**REQUIREMENT**
Below are entries; print them exactly from the first line through the one containing "number of algorithms.".

* * * * * * * * *

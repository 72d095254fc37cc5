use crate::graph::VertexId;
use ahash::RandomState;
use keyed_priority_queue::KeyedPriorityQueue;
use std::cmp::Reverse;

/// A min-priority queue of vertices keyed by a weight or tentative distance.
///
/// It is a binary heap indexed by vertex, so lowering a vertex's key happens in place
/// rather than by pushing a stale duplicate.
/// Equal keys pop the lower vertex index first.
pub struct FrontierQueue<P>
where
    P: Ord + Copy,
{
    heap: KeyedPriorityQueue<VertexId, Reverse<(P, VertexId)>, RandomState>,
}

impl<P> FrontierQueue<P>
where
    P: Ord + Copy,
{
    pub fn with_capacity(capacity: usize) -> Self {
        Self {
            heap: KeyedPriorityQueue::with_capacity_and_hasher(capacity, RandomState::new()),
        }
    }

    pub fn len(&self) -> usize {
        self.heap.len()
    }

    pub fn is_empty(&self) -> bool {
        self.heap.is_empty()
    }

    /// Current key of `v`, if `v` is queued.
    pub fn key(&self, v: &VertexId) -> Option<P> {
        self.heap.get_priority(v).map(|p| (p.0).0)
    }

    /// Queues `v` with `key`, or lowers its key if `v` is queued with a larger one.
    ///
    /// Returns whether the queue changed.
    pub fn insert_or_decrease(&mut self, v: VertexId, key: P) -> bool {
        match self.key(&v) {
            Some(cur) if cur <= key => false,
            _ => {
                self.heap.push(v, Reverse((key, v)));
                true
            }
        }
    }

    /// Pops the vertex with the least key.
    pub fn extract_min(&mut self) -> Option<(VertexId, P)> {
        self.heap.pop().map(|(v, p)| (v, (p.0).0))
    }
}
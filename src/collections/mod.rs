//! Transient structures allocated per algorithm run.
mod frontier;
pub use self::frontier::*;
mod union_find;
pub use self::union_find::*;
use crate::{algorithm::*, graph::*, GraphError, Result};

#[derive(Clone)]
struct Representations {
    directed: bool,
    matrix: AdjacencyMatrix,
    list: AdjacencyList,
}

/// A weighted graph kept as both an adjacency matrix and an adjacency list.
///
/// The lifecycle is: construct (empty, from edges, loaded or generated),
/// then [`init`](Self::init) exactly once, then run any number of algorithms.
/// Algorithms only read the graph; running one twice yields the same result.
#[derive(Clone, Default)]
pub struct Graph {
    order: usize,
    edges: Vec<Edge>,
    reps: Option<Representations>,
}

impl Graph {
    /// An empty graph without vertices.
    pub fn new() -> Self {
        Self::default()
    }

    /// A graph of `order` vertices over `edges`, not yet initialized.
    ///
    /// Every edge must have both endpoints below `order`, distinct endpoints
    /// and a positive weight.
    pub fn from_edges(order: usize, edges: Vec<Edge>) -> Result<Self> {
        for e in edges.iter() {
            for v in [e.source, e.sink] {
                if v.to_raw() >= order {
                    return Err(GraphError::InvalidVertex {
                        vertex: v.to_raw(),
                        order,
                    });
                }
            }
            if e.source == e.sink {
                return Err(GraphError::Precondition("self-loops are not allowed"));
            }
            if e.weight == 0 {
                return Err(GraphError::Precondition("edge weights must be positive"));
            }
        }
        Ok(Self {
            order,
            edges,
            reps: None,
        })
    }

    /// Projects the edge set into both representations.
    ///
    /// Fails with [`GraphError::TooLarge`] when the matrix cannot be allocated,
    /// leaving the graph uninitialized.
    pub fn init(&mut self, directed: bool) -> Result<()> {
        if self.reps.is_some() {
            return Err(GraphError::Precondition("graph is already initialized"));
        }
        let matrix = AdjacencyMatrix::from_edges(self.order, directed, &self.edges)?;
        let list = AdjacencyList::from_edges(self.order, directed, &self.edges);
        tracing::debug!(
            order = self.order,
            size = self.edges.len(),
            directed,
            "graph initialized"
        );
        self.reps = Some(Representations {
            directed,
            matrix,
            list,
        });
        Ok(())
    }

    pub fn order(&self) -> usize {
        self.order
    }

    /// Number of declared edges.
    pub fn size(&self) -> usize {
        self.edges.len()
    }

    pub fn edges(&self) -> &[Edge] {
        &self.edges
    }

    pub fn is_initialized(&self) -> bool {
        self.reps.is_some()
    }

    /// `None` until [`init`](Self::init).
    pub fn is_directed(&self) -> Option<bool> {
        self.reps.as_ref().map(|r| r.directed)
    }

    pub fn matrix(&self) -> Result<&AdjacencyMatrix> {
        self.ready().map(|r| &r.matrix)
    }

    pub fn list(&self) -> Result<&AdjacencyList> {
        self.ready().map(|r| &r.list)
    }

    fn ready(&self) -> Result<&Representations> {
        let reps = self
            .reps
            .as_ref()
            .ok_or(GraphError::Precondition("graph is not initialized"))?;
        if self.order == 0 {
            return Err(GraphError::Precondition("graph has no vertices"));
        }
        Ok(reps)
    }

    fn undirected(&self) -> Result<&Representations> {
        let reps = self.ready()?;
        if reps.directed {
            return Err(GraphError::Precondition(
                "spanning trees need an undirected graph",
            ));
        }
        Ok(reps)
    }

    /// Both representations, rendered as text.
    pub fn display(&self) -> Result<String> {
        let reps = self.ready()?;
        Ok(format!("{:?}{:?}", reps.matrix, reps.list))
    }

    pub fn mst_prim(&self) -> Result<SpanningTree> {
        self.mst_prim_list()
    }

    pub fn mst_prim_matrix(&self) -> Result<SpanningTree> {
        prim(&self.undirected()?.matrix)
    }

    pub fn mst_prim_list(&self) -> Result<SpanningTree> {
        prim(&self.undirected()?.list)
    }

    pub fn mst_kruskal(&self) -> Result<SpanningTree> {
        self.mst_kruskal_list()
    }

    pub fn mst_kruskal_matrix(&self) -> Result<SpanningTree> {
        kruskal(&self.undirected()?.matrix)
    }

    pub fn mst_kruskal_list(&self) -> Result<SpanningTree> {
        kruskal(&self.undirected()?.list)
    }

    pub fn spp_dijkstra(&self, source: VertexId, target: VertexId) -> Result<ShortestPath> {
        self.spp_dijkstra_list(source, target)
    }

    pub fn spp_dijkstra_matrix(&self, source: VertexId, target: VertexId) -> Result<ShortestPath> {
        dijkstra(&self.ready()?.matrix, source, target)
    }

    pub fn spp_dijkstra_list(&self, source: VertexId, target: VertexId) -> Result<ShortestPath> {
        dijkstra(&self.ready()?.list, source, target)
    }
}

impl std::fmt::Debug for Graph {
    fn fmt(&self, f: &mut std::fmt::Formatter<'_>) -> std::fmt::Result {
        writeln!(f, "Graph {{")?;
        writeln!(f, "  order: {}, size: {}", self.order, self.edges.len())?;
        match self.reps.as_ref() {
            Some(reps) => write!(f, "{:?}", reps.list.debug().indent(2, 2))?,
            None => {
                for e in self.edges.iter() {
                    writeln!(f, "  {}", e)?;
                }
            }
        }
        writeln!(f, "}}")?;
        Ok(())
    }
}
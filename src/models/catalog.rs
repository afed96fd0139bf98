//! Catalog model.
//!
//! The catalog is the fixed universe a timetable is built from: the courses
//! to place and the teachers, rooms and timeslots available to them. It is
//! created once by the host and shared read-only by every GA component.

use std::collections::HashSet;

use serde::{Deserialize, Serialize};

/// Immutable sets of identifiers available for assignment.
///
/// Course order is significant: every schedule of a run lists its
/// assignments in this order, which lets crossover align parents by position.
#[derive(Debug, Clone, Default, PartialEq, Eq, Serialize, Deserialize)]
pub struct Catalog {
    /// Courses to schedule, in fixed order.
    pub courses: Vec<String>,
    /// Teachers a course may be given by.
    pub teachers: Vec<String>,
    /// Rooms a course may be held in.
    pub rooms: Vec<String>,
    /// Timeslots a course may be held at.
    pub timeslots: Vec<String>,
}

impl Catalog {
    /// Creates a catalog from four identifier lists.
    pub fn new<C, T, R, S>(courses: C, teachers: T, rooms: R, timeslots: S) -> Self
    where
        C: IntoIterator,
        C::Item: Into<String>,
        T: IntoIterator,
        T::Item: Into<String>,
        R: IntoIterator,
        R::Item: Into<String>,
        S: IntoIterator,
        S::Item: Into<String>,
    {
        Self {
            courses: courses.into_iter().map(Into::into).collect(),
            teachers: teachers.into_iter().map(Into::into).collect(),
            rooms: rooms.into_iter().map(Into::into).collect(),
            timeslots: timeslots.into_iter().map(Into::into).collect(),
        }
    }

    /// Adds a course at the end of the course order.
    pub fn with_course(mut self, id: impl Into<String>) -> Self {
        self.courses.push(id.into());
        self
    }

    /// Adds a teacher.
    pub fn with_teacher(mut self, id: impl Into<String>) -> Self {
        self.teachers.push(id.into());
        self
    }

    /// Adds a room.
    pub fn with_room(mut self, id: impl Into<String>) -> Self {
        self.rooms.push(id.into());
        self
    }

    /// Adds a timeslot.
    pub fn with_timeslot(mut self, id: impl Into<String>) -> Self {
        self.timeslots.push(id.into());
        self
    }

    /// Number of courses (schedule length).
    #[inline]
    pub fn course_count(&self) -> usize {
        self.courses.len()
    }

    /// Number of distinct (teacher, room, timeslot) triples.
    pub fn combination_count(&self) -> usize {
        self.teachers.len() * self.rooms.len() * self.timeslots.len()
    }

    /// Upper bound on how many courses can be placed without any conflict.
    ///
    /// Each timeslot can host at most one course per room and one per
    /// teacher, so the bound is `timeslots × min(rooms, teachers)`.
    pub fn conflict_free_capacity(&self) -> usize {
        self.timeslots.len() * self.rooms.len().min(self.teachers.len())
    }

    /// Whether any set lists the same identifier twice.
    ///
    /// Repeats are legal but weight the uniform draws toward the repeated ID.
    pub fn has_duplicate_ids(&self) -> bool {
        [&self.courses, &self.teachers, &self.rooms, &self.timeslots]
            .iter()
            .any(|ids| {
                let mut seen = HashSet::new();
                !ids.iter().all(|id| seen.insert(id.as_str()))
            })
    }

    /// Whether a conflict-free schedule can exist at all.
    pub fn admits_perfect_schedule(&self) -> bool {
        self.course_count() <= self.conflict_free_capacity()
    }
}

* * * * * * * * *

**ANSWER TO THE EXERCISE**
repository 72d095254fc37cc5
use crate::graph::VertexId;
use ahash::RandomState;
use keyed_priority_queue::KeyedPriorityQueue;
use std::cmp::Reverse;

/// A min-priority queue of vertices keyed by a weight or tentative distance.
///
/// It is a binary heap indexed by vertex, so lowering a vertex's key happens in place
/// rather than by pushing a stale duplicate.
/// Equal keys pop the lower vertex index first.
pub struct FrontierQueue<P>
where
    P: Ord + Copy,
{
    heap: KeyedPriorityQueue<VertexId, Reverse<(P, VertexId)>, RandomState>,
}

impl<P> FrontierQueue<P>
where
    P: Ord + Copy,
{
    pub fn with_capacity(capacity: usize) -> Self {
        Self {
            heap: KeyedPriorityQueue::with_capacity_and_hasher(capacity, RandomState::new()),
        }
    }

    pub fn len(&self) -> usize {
        self.heap.len()
    }

    pub fn is_empty(&self) -> bool {
        self.heap.is_empty()
    }

    /// Current key of `v`, if `v` is queued.
    pub fn key(&self, v: &VertexId) -> Option<P> {
        self.heap.get_priority(v).map(|p| (p.0).0)
    }

    /// Queues `v` with `key`, or lowers its key if `v` is queued with a larger one.
    ///
    /// Returns whether the queue changed.
    pub fn insert_or_decrease(&mut self, v: VertexId, key: P) -> bool {
        match self.key(&v) {
            Some(cur) if cur <= key => false,
            _ => {
                self.heap.push(v, Reverse((key, v)));
                true
            }
        }
    }

    /// Pops the vertex with the least key.
    pub fn extract_min(&mut self) -> Option<(VertexId, P)> {
        self.heap.pop().map(|(v, p)| (v, (p.0).0))
    }
}
filename src/collections/mod.rs
//! Transient structures allocated per algorithm run.
mod frontier;
pub use self::frontier::*;
mod union_find;
pub use self::union_find::*;
use crate::{algorithm::*, graph::*, GraphError, Result};

#[derive(Clone)]
struct Representations {
    directed: bool,
    matrix: AdjacencyMatrix,
    list: AdjacencyList,
}

/// A weighted graph kept as both an adjacency matrix and an adjacency list.
///
/// The lifecycle is: construct (empty, from edges, loaded or generated),
/// then [`init`](Self::init) exactly once, then run any number of algorithms.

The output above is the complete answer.